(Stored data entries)
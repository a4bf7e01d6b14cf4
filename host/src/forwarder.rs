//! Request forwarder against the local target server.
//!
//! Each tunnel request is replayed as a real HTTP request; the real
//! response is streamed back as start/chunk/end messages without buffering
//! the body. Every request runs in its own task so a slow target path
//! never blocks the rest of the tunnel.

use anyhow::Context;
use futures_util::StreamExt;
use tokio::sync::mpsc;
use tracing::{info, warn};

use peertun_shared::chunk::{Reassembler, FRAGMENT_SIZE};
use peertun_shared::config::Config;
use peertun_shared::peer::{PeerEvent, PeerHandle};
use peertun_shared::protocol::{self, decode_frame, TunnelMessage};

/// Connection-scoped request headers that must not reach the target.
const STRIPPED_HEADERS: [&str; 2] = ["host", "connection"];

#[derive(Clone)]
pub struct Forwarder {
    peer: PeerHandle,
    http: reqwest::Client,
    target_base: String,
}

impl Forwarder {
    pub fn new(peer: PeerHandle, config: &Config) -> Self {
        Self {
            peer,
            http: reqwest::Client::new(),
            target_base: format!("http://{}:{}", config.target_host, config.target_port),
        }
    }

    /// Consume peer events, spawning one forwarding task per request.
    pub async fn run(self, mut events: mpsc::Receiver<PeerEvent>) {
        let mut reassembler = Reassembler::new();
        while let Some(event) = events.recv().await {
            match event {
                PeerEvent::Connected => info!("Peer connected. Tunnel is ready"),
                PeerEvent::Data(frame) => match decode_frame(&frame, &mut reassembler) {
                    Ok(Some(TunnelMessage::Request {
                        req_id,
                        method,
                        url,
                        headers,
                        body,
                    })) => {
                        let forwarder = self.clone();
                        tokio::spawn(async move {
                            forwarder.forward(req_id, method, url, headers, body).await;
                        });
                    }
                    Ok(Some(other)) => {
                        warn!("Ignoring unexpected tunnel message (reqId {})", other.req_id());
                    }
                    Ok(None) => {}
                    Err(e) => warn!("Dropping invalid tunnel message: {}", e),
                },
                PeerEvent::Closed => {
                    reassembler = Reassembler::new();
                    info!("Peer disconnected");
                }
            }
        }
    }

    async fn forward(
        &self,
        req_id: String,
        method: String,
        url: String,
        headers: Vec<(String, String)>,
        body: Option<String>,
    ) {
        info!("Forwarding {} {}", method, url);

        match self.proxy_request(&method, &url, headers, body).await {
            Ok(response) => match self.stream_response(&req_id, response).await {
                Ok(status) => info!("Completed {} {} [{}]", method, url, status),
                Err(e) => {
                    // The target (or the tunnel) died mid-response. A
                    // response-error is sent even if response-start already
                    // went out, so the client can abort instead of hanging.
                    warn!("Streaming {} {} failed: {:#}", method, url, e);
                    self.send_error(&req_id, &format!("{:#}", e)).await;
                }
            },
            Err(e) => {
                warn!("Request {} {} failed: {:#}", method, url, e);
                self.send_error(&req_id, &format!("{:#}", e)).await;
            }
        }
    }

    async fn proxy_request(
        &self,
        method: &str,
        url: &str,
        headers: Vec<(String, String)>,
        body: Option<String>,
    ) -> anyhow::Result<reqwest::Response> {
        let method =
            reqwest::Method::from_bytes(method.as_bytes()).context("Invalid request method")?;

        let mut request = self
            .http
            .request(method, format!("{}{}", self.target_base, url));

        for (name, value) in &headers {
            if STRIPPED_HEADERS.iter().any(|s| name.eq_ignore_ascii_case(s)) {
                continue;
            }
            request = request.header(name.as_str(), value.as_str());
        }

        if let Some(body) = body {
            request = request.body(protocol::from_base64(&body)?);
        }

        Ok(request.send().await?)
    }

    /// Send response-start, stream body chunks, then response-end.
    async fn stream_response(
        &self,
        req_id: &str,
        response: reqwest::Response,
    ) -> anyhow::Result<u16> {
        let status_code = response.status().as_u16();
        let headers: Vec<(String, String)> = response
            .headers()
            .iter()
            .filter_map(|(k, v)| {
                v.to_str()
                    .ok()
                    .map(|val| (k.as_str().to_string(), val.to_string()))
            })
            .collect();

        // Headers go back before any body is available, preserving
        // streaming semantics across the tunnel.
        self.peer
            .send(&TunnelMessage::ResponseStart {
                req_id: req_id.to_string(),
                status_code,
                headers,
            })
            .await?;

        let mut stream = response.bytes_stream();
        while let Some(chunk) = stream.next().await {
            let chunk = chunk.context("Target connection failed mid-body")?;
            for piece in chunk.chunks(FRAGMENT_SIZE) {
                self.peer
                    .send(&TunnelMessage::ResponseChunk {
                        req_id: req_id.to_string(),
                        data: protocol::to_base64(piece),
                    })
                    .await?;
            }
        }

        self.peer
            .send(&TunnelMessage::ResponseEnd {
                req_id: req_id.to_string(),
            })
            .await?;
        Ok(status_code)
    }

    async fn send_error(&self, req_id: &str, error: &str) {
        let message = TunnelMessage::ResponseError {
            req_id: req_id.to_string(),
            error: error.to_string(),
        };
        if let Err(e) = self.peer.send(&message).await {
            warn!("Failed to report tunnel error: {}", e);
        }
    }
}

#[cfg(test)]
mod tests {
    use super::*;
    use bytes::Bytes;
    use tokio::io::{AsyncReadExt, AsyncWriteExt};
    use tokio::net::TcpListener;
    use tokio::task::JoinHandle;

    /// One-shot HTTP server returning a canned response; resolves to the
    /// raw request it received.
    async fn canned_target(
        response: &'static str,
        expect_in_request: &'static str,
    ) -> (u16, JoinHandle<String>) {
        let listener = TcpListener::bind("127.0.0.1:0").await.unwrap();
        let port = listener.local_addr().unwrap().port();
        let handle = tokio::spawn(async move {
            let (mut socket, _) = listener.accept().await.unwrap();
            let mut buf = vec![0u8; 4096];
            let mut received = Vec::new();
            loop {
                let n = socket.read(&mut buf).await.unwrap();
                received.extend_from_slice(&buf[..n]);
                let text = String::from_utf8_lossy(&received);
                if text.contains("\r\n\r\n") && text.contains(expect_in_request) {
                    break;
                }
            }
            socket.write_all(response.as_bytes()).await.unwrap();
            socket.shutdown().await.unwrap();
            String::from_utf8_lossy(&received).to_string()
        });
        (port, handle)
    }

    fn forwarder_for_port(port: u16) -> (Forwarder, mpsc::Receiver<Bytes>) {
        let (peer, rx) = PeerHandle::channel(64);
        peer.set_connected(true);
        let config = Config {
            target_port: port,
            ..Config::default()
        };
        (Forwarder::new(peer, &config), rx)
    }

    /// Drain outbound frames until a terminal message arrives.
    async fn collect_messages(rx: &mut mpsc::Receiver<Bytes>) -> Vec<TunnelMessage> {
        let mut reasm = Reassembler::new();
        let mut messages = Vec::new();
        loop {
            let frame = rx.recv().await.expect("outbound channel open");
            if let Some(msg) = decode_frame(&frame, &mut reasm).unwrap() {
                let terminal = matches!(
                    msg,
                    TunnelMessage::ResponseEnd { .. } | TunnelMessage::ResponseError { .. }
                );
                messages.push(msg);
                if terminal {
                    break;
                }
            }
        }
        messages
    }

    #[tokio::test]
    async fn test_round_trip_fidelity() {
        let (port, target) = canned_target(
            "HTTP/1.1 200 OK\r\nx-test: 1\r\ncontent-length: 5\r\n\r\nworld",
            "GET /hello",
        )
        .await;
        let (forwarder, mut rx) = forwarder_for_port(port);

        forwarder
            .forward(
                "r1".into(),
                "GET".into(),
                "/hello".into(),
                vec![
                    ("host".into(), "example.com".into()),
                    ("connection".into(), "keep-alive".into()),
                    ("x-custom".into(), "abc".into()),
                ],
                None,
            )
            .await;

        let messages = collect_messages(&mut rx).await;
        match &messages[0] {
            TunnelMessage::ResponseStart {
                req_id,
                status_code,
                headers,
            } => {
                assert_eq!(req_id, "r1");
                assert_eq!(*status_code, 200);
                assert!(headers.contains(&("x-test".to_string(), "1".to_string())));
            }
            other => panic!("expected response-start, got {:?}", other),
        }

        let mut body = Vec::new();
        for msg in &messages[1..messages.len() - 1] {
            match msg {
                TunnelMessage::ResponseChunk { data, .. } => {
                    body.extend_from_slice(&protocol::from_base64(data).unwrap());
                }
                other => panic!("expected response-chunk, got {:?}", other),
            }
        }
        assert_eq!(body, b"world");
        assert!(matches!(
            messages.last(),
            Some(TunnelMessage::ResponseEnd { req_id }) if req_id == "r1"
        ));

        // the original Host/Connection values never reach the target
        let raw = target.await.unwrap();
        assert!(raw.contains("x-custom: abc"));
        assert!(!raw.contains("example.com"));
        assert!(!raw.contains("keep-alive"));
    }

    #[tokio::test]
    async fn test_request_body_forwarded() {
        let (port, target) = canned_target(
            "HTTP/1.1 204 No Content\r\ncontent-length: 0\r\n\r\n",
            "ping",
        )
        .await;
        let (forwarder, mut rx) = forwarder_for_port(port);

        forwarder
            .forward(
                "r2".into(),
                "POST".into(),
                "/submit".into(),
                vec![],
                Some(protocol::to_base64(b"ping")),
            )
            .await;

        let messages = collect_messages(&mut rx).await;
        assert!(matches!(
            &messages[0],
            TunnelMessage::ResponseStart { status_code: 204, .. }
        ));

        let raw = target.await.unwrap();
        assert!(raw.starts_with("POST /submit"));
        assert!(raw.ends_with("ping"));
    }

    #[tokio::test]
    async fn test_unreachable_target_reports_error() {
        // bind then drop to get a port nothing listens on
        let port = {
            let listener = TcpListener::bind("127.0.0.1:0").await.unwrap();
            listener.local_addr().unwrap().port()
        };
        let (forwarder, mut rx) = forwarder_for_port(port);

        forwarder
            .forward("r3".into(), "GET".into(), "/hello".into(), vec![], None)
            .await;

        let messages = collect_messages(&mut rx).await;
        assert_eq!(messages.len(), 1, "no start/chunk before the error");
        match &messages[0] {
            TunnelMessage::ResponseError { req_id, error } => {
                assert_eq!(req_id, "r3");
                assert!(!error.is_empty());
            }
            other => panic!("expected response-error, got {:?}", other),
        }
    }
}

- EXERCISE: The answer must be every line from the records above that contains the word "never", copied out.

- EXPECTED OUTPUT:
//! never blocks the rest of the tunnel.
        // the original Host/Connection values never reach the target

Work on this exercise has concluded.